Nowadays, most of people use pencils, ballpoints, or pen to write letters and other documents. Nevertheless, the art of calligraphy (shodo, 書道) that an ink-dipped brush is used artistically to write Chinese characters, hiragana and katakara, still remains an important part of Japanese traditional culture. HdB held a Japanese calligraphy seminar on 30th May 2015, which was intended to introduce us the traditional Japanese calligraphic art and give us a special cultural experience. We invited Mr. Katsufumi HATAKENAKA, a professional Japanese calligraphy teacher who is working as a volunteer in Kyoto Prefectural International Center and other two calligraphy teachers to teach us the Japanese calligraphic art and skills.
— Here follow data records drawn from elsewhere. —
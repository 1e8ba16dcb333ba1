use std::fmt;

use serde::{Deserialize, Serialize};
use uc_crypto::{CanonicalPayload, EncodingError};

use crate::payload::ProofType;

/// Pass/fail outcome of one named sub-check.
#[derive(Clone, Debug, PartialEq, Eq, Serialize, Deserialize)]
pub struct CheckResult {
    pub name: String,
    pub passed: bool,
}

/// Public values derived from the private inputs.
#[derive(Clone, Debug, PartialEq, Serialize, Deserialize)]
#[serde(rename_all = "SCREAMING_SNAKE_CASE")]
pub enum ClaimDetail {
    #[serde(rename_all = "camelCase")]
    Quality { stage: String, reading_count: u64 },
    #[serde(rename_all = "camelCase")]
    Economic {
        /// `soldQuantity / totalQuantity`, four decimals.
        sell_through: f64,
    },
    #[serde(rename_all = "camelCase")]
    Route {
        route_label: String,
        point_count: u64,
        /// Great-circle path length, one decimal.
        distance_km: f64,
        duration_secs: u64,
    },
}

/// What a proof asserts: every sub-check's flag plus derived public values.
///
/// Contains no raw measurement.
#[derive(Clone, Debug, PartialEq, Serialize, Deserialize)]
pub struct Claim {
    pub checks: Vec<CheckResult>,
    pub detail: ClaimDetail,
}

impl Claim {
    pub fn all_passed(&self) -> bool {
        self.checks.iter().all(|c| c.passed)
    }

    pub fn passed_count(&self) -> usize {
        self.checks.iter().filter(|c| c.passed).count()
    }

    /// Human-readable one-liner, e.g. `harvest: 7/7 checks passed over 6 readings`.
    pub fn summary(&self) -> String {
        let tally = format!("{}/{} checks passed", self.passed_count(), self.checks.len());
        match &self.detail {
            ClaimDetail::Quality {
                stage,
                reading_count,
            } => format!("{stage}: {tally} over {reading_count} readings"),
            ClaimDetail::Economic { sell_through } => {
                format!("{tally}, sell-through {:.2}%", sell_through * 100.0)
            }
            ClaimDetail::Route {
                route_label,
                point_count,
                distance_km,
                duration_secs,
            } => format!(
                "{route_label}: {tally}, {point_count} points, {distance_km} km in {duration_secs} s"
            ),
        }
    }

    pub(crate) fn write_fields(&self, out: &mut CanonicalPayload) -> Result<(), EncodingError> {
        out.insert("claim.checkCount", self.checks.len())?;
        for (i, check) in self.checks.iter().enumerate() {
            out.insert(format!("claim.checks.{i}.name"), check.name.as_str())?
                .insert(format!("claim.checks.{i}.passed"), check.passed)?;
        }
        match &self.detail {
            ClaimDetail::Quality {
                stage,
                reading_count,
            } => {
                out.insert("claim.stage", stage.as_str())?
                    .insert("claim.readingCount", *reading_count)?;
            }
            ClaimDetail::Economic { sell_through } => {
                out.insert("claim.sellThrough", *sell_through)?;
            }
            ClaimDetail::Route {
                route_label,
                point_count,
                distance_km,
                duration_secs,
            } => {
                out.insert("claim.routeLabel", route_label.as_str())?
                    .insert("claim.pointCount", *point_count)?
                    .insert("claim.distanceKm", *distance_km)?
                    .insert("claim.durationSecs", *duration_secs)?;
            }
        }
        Ok(())
    }
}

/// The first sub-check that failed.
#[derive(Clone, Debug, PartialEq, Eq, Serialize, Deserialize)]
pub struct Violation {
    pub proof_type: ProofType,
    pub check: String,
    pub detail: String,
}

impl fmt::Display for Violation {
    fn fmt(&self, f: &mut fmt::Formatter<'_>) -> fmt::Result {
        write!(f, "{} check `{}` failed: {}", self.proof_type, self.check, self.detail)
    }
}

impl std::error::Error for Violation {}

/// Collects sub-check outcomes in evaluation order.
pub(crate) struct Checklist {
    proof_type: ProofType,
    checks: Vec<CheckResult>,
    first_failure: Option<Violation>,
}

impl Checklist {
    pub(crate) fn new(proof_type: ProofType) -> Self {
        Self {
            proof_type,
            checks: Vec::new(),
            first_failure: None,
        }
    }

    pub(crate) fn record(&mut self, name: &str, outcome: Result<(), String>) {
        let passed = outcome.is_ok();
        if let Err(detail) = outcome {
            if self.first_failure.is_none() {
                self.first_failure = Some(Violation {
                    proof_type: self.proof_type,
                    check: name.to_string(),
                    detail,
                });
            }
        }
        self.checks.push(CheckResult {
            name: name.to_string(),
            passed,
        });
    }

    pub(crate) fn finish(self, detail: ClaimDetail) -> (Claim, Option<Violation>) {
        (
            Claim {
                checks: self.checks,
                detail,
            },
            self.first_failure,
        )
    }
}

/// Round to a fixed number of decimals.
pub(crate) fn round_to(value: f64, decimals: i32) -> f64 {
    let factor = 10f64.powi(decimals);
    (value * factor).round() / factor
}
Teachers demonstrated a perfect calligraphy show. At first, they introduced the calligraphy set including brush, ink stick, liquid ink, ink stone, paper, paperweight and how to use them. Then the different character styles and the layout were also explained. Different types of calligraphy include regular script (kaisho, 楷書), which is used most commonly in modern writings and publications; semi-cursive script (gyosho, 行書), which is written faster and more loosely; and cursive script (sosho, 草書), a much freer, more fluid method where the characters’ strokes can bend and curve. Semi-cursive and cursive styles are less constrained and faster, where more movements made by the writing implement are visible. These styles’ stroke orders vary more, sometimes creating radically different forms. After explanation, everyone was guided to write several Chinese characters in the regular script 山川 (mountain and river), 平和 (peace), semi-cursive script愛 (love), 信 (belief, faith), and also cursive script笑 (smile, laugh).
Then, taking a few hiragana as examples, teachers also illustrated how the Chinese characters could be transformed to hiragana, and showed the handwriting skill of a sentence including both Chinese characters and hiragana. Many foreign residents asked teachers for a Japanese name in Chinese characters and wrote it down by brushes. Having a name in Japanese handwriting was the most interesting and fancy experience in this seminar.
At the end, all of residents took pictures with their calligraphy works which they are most proud of. Thanks to House Parent and Higuchi-san who prepared curry rice, salad, fruits and sweets for us, we had a yummy lunch together with teachers. All participants were immersed in the charming atmosphere and pleasant communication.